As someone of Anglo-Saxon background—I think my background is French, Italian and Irish—it has been an honour to represent Moreton, where we have significant groups of people from all over the world, particularly the Chinese diaspora. We have a lot of Taiwanese along with Hong Kong Chinese, Malaysian Chinese, mainland Chinese and even Fijian Chinese people. We also have a significant African population, especially Sudanese—even to the extent that in Moorooka, the suburb where I live, there is a little African community, with lots of African restaurants. There is also a very significant Muslim population who have come from all over the world but particularly from Zimbabwe and South Africa. I could not forget the New Zealand population, who also make up a significant proportion of my electorate, and obviously the English, Irish and Scottish, the Greeks and many others.

So, obviously, the history of Australia is one of settlement. Certainly for the last 200 or so years, leaving aside the 50,000 or 60,000 years beforehand, we have been a country based on settlement. In a changing world it is important to make sure that we have good connections with these communities—that when the communities from around the world come to Australia they are well settled and have strong roots in the communities of Moreton, Brisbane et cetera. As we have seen around the world all too often, if we do not get the balance right, the mix right, we can end up with violence and devastation and people picking up weapons to attack their neighbours. Thankfully, in Australia we do not have that history—certainly not in the last 50 years. Although, if we look at the settlement of Australia, one of the first things the parliament of Australia turned its mind to was the White Australia policy, they were different times; we have moved on a lot since then. We now have much healthier multicultural communities.

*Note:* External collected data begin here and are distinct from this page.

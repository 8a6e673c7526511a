//! URL validation for the home-automation control plane
//!
//! The control plane usually lives on the local network, so plain HTTP is
//! tolerated there. Anything reachable over the public internet must use HTTPS
//! because every request carries a long-lived bearer token.

use std::net::{IpAddr, Ipv4Addr, Ipv6Addr};
use thiserror::Error;
use tracing::warn;
use url::Url;

/// Host suffixes that only resolve inside a home network.
const LOCAL_SUFFIXES: &[&str] = &[".local", ".lan", ".home", ".internal", ".home.arpa"];

/// Errors that can occur during URL validation
#[derive(Debug, Error)]
pub enum UrlValidationError {
    #[error("Invalid URL format: {0}")]
    InvalidFormat(#[from] url::ParseError),

    #[error("URL scheme must be http or https, got: {0}")]
    UnsupportedScheme(String),

    #[error("URL scheme must be HTTPS for public host {0}")]
    HttpsRequired(String),

    #[error("URL must have a host")]
    MissingHost,

    #[error("URL must not carry a query string or fragment")]
    UnexpectedQuery,
}

/// Checks if an IPv4 address is private/internal
///
/// Private addresses include:
/// - Loopback (127.0.0.0/8)
/// - Private (10.0.0.0/8, 172.16.0.0/12, 192.168.0.0/16)
/// - Link-local (169.254.0.0/16)
/// - Shared (100.64.0.0/10 - CGNAT, used by some VPN overlays)
pub fn is_private_ipv4(ip: &Ipv4Addr) -> bool {
    if ip.is_loopback() || ip.is_private() || ip.is_link_local() {
        return true;
    }
    let octets = ip.octets();
    octets[0] == 100 && (octets[1] & 0xC0) == 64
}

/// Checks if an IPv6 address is private/internal
///
/// Covers loopback, link-local (fe80::/10), unique local (fc00::/7) and
/// IPv4-mapped private addresses.
pub fn is_private_ipv6(ip: &Ipv6Addr) -> bool {
    if ip.is_loopback() {
        return true;
    }
    let segments = ip.segments();

    // Link-local (fe80::/10)
    if segments[0] & 0xFFC0 == 0xFE80 {
        return true;
    }

    // Unique local address (fc00::/7)
    if segments[0] & 0xFE00 == 0xFC00 {
        return true;
    }

    if let Some(ipv4) = ip.to_ipv4_mapped() {
        return is_private_ipv4(&ipv4);
    }

    false
}

/// Checks if an IP address is private/internal
pub fn is_private_ip(ip: &IpAddr) -> bool {
    match ip {
        IpAddr::V4(ipv4) => is_private_ipv4(ipv4),
        IpAddr::V6(ipv6) => is_private_ipv6(ipv6),
    }
}

/// Whether a domain name can only be resolved inside the local network.
fn is_local_domain(domain: &str) -> bool {
    let domain = domain.trim_end_matches('.').to_ascii_lowercase();
    domain == "localhost"
        || !domain.contains('.')
        || LOCAL_SUFFIXES.iter().any(|suffix| domain.ends_with(suffix))
}

/// Validates the control-plane base URL.
///
/// Checks performed:
/// 1. URL must be valid and parseable
/// 2. Scheme must be `http` or `https`
/// 3. URL must have a host and no query/fragment
/// 4. Plain `http` is only accepted for loopback, private IPs and local domains
///
/// Returns the parsed URL with any trailing slash removed from the path so
/// callers can append `/api/...` segments directly.
///
/// # Example
/// ```rust
/// use waav_live::utils::url_validation::validate_control_plane_url;
///
/// assert!(validate_control_plane_url("http://homeassistant.local:8123").is_ok());
/// assert!(validate_control_plane_url("https://ha.example.com").is_ok());
/// assert!(validate_control_plane_url("http://ha.example.com").is_err());
/// ```
pub fn validate_control_plane_url(url: &str) -> Result<Url, UrlValidationError> {
    let mut parsed = Url::parse(url.trim())?;

    let scheme = parsed.scheme().to_string();
    if scheme != "https" && scheme != "http" {
        return Err(UrlValidationError::UnsupportedScheme(scheme));
    }

    if parsed.query().is_some() || parsed.fragment().is_some() {
        return Err(UrlValidationError::UnexpectedQuery);
    }

    let local = match parsed.host() {
        Some(url::Host::Ipv4(ip)) => is_private_ipv4(&ip),
        Some(url::Host::Ipv6(ip)) => is_private_ipv6(&ip),
        Some(url::Host::Domain(domain)) => is_local_domain(domain),
        None => return Err(UrlValidationError::MissingHost),
    };

    if scheme == "http" && !local {
        let host = parsed.host_str().unwrap_or_default().to_string();
        warn!(host = %host, "Refusing plain HTTP control-plane URL on a public host");
        return Err(UrlValidationError::HttpsRequired(host));
    }

    let trimmed = parsed.path().trim_end_matches('/').to_string();
    parsed.set_path(&trimmed);
    Ok(parsed)
}

#[cfg(test)]
mod tests {
    use super::*;

    #[test]
    fn test_is_private_ipv4_ranges() {
        assert!(is_private_ipv4(&Ipv4Addr::new(127, 0, 0, 1)));
        assert!(is_private_ipv4(&Ipv4Addr::new(10, 0, 0, 1)));
        assert!(is_private_ipv4(&Ipv4Addr::new(172, 16, 0, 1)));
        assert!(!is_private_ipv4(&Ipv4Addr::new(172, 32, 0, 1)));
        assert!(is_private_ipv4(&Ipv4Addr::new(192, 168, 1, 20)));
        assert!(is_private_ipv4(&Ipv4Addr::new(169, 254, 0, 1)));
        assert!(is_private_ipv4(&Ipv4Addr::new(100, 64, 0, 1)));
        assert!(!is_private_ipv4(&Ipv4Addr::new(100, 128, 0, 1)));
        assert!(!is_private_ipv4(&Ipv4Addr::new(8, 8, 8, 8)));
    }

    #[test]
    fn test_is_private_ipv6_ranges() {
        assert!(is_private_ipv6(&Ipv6Addr::LOCALHOST));
        assert!(is_private_ipv6(&Ipv6Addr::new(0xFE80, 0, 0, 0, 0, 0, 0, 1)));
        assert!(is_private_ipv6(&Ipv6Addr::new(0xFD00, 0, 0, 0, 0, 0, 0, 1)));
        assert!(!is_private_ipv6(&Ipv6Addr::new(
            0x2606, 0x4700, 0, 0, 0, 0, 0, 0x1111
        )));
    }

    #[test]
    fn test_http_allowed_on_local_hosts() {
        assert!(validate_control_plane_url("http://homeassistant.local:8123").is_ok());
        assert!(validate_control_plane_url("http://homeassistant:8123").is_ok());
        assert!(validate_control_plane_url("http://192.168.1.10:8123").is_ok());
        assert!(validate_control_plane_url("http://localhost:8123").is_ok());
        assert!(validate_control_plane_url("http://[::1]:8123").is_ok());
    }

    #[test]
    fn test_http_rejected_on_public_hosts() {
        assert!(matches!(
            validate_control_plane_url("http://ha.example.com"),
            Err(UrlValidationError::HttpsRequired(_))
        ));
        assert!(matches!(
            validate_control_plane_url("http://8.8.8.8"),
            Err(UrlValidationError::HttpsRequired(_))
        ));
        assert!(validate_control_plane_url("https://ha.example.com").is_ok());
    }

    #[test]
    fn test_rejects_other_schemes_and_queries() {
        assert!(matches!(
            validate_control_plane_url("ftp://homeassistant.local"),
            Err(UrlValidationError::UnsupportedScheme(_))
        ));
        assert!(matches!(
            validate_control_plane_url("https://ha.example.com/?token=x"),
            Err(UrlValidationError::UnexpectedQuery)
        ));
        assert!(matches!(
            validate_control_plane_url("not a url"),
            Err(UrlValidationError::InvalidFormat(_))
        ));
    }

    #[test]
    fn test_trailing_slash_is_trimmed() {
        let url = validate_control_plane_url("https://ha.example.com/base/").unwrap();
        assert_eq!(url.path(), "/base");
        let url = validate_control_plane_url("http://homeassistant.local:8123/").unwrap();
        assert_eq!(url.as_str(), "http://homeassistant.local:8123/");
    }
}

The bill before the House goes some way to preserving some of those basic tenets: that we get on with our neighbours and we accept people from around the world. I do not know the words to the second verse of Advance Australia Fair off by heart—the member for Port Adelaide might be able to help me out—but from memory it talks about embracing those who have come from across the sea because we have boundless plains to share. That is what we are about as a nation: giving people an opportunity in life. We can do so in such a way that we do not have to put children in detention. We do not have to create these artificial bits of Australia in other countries. If people do come to Australia in circumstances that do not involve standing in line and getting a visa in their part of the world, we can still help them as much as possible—check their history, make sure that their health is fine, help them integrate into the Australian community and get them paying taxes as soon as possible. Obviously, we need to cross the t’s and dot the i’s as much as possible, to make sure that this system runs smoothly.

The bill before the House will make significant improvements to the notification regime. It will ensure that the hard work of our immigration department is not undermined by rigid court decisions and it will provide greater clarity and consistency for visa applicants. I commend the bill to the House.

The DEPUTY SPEAKER (Hon. Peter Slipper)—I thought for a moment that the honourable member for Moreton was going to break into song.

Mr Pyne —Not again! That was a close call.

Mr PERRETT —As I said, I don’t know the second verse off by heart!

The DEPUTY SPEAKER —I am sure that we will not hear it in the House—not being sung, anyway.